Auto de Corpo de Delito, em Rafael Mazzeo, ocorrido as 11 horas da manhã, de 31 de janeiro de 1893, na cadeia publica, estando presentes o delegado de polícia, o Major Amador de Campos Pacheco, o escrivão, Joaquim Alves, os peritos Paulo Pinto de Almeida e João Batista da Silveira e as testemunhas.
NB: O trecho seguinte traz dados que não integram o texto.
// relkit: Release Orchestration Tool
//
// SPDX-License-Identifier: GPL-3.0-or-later

//! Logging infrastructure using the `tracing` ecosystem.
//!
//! ```text
//! init_logging(&LogConfig)
//!        |
//!        v
//!    registry
//!    |       |
//!    v       v
//! Console   File (optional)
//! EnvFilter EnvFilter
//! ANSI      non_blocking
//!        |
//!        v
//!    LogGuard (flush on drop)
//!
//! LogLevel:  0=OFF  1=ERROR  2=WARN  3=INFO  4=DEBUG  5=TRACE
//! ```

use anyhow::Context;
use bon::Builder;
use serde::{Deserialize, Deserializer, Serialize, Serializer};
use std::path::Path;
use tracing_appender::non_blocking::WorkerGuard;
use tracing_subscriber::{
    EnvFilter, Layer,
    fmt,
    layer::SubscriberExt,
    util::SubscriberInitExt,
};

use crate::error::{ConfigError, Result};

/// Log level (0-5) for configuration.
///
/// - 0: Silent - no output at all
/// - 1: Error - only errors
/// - 2: Warn - errors and warnings
/// - 3: Info - default, general information
/// - 4: Debug - detailed debugging information
/// - 5: Trace - very verbose tracing
#[derive(Debug, Clone, Copy, PartialEq, Eq)]
pub struct LogLevel(u8);

impl Default for LogLevel {
    fn default() -> Self {
        Self::INFO
    }
}

impl LogLevel {
    pub const SILENT: Self = Self(0);
    pub const ERROR: Self = Self(1);
    pub const WARN: Self = Self(2);
    pub const INFO: Self = Self(3);
    pub const DEBUG: Self = Self(4);
    pub const TRACE: Self = Self(5);

    /// Create a new `LogLevel` from a u8 value (0-5).
    ///
    /// # Errors
    ///
    /// Returns a `ConfigError::InvalidValue` if the level is greater than 5.
    pub fn new(level: u8) -> std::result::Result<Self, ConfigError> {
        if level <= 5 {
            Ok(Self(level))
        } else {
            Err(ConfigError::InvalidValue {
                section: "global".to_string(),
                key: "log_level".to_string(),
                message: format!("log level must be 0-5, got {level}"),
            })
        }
    }

    /// Get the raw u8 value.
    #[must_use]
    pub const fn as_u8(&self) -> u8 {
        self.0
    }

    /// Convert from u8 value, returning None if out of range.
    #[must_use]
    pub const fn from_u8(level: u8) -> Option<Self> {
        if level <= 5 { Some(Self(level)) } else { None }
    }

    /// Convert to `EnvFilter` directive string.
    #[must_use]
    pub const fn to_filter_string(self) -> &'static str {
        match self.0 {
            0 => "off",
            1 => "error",
            2 => "warn",
            3 => "info",
            4 => "debug",
            _ => "trace",
        }
    }
}

impl TryFrom<u8> for LogLevel {
    type Error = ConfigError;

    fn try_from(value: u8) -> std::result::Result<Self, Self::Error> {
        Self::new(value)
    }
}

impl From<LogLevel> for u8 {
    fn from(level: LogLevel) -> Self {
        level.0
    }
}

impl Serialize for LogLevel {
    fn serialize<S>(&self, serializer: S) -> std::result::Result<S::Ok, S::Error>
    where
        S: Serializer,
    {
        serializer.serialize_u8(self.0)
    }
}

impl<'de> Deserialize<'de> for LogLevel {
    fn deserialize<D>(deserializer: D) -> std::result::Result<Self, D::Error>
    where
        D: Deserializer<'de>,
    {
        let value = u8::deserialize(deserializer)?;
        Self::new(value).map_err(serde::de::Error::custom)
    }
}

/// Configuration for the logging system.
#[derive(Debug, Clone, Builder)]
pub struct LogConfig {
    #[builder(setters(name = with_console_level), default = LogLevel::INFO)]
    console_level: LogLevel,
    #[builder(setters(name = with_file_level), default = LogLevel::TRACE)]
    file_level: LogLevel,
    #[builder(setters(name = with_log_file))]
    log_file: Option<String>,
    #[builder(setters(name = with_show_target), default = false)]
    show_target: bool,
}

impl Default for LogConfig {
    fn default() -> Self {
        Self::builder().build()
    }
}

impl LogConfig {
    /// Get the console log level.
    #[must_use]
    pub const fn console_level(&self) -> LogLevel {
        self.console_level
    }

    /// Get the file log level.
    #[must_use]
    pub const fn file_level(&self) -> LogLevel {
        self.file_level
    }

    /// Get the log file path if set.
    #[must_use]
    pub fn log_file(&self) -> Option<&str> {
        self.log_file.as_deref()
    }

    /// Check if target (module path) should be shown in output.
    #[must_use]
    pub const fn show_target(&self) -> bool {
        self.show_target
    }
}

/// RAII guard that keeps the logging system alive.
/// When dropped, flushes all pending log writes.
pub struct LogGuard {
    _file_guard: Option<WorkerGuard>,
}

/// Initialize the logging system with the given configuration.
///
/// Returns a guard that must be kept alive for the duration of the program.
/// When the guard is dropped, pending logs are flushed.
///
/// # Errors
///
/// Returns an error if the log directory or file cannot be created.
pub fn init_logging(config: &LogConfig) -> Result<LogGuard> {
    let console_filter = EnvFilter::new(config.console_level().to_filter_string());

    let console_layer = fmt::layer()
        .with_target(config.show_target())
        .with_level(true)
        .with_ansi(true)
        .with_filter(console_filter);

    let (file_layer, file_guard) = if let Some(log_path) = config.log_file() {
        let log_path = Path::new(log_path);

        if let Some(parent) = log_path.parent()
            && !parent.as_os_str().is_empty()
        {
            std::fs::create_dir_all(parent)
                .with_context(|| format!("failed to create log directory {}", parent.display()))?;
        }

        let file = std::fs::File::create(log_path)
            .with_context(|| format!("failed to create log file {}", log_path.display()))?;
        let (non_blocking, guard) = tracing_appender::non_blocking(file);

        let file_filter = EnvFilter::new(config.file_level().to_filter_string());

        let layer = fmt::layer()
            .with_writer(non_blocking)
            .with_target(true)
            .with_level(true)
            .with_ansi(false)
            .with_filter(file_filter);

        (Some(layer), Some(guard))
    } else {
        (None, None)
    };

    tracing_subscriber::registry()
        .with(console_layer)
        .with(file_layer)
        .init();

    Ok(LogGuard {
        _file_guard: file_guard,
    })
}

#[cfg(test)]
mod tests;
Após de devidamente juramentados, os peritos iniciaram os exames e investigações, e declararam o seguinte:
“Encontraram uma solução de continuidade na região occipital*, do lado esquerdo de quatro centímetros de extensão comprometendo apenas parte do couro cabeludo já em via de cicatrização, sendo direção mais ou menos regular; Apresenta no dedo grande na face palmar uma outra arrombadora de quinze milímetros de extensão, um outro ferimento minutíssimo, tendo quando muito dois milímetros de forma triangular e já cicatrizado parecendo ter comprometido toda a pele, pouco abaixo do precedente, junto a articulação metacarpo falangeana ” (em transcrição livre)
Segundo os peritos, a ofensa física causou uma lesão corporal, não mortal, com ligeiro derramamento de sangue, feita com instrumento perfurante.
Documento redigido pelo escrivão e assinado pelos presentes.
*Occipital: osso único localizado na face posterior da cabeça.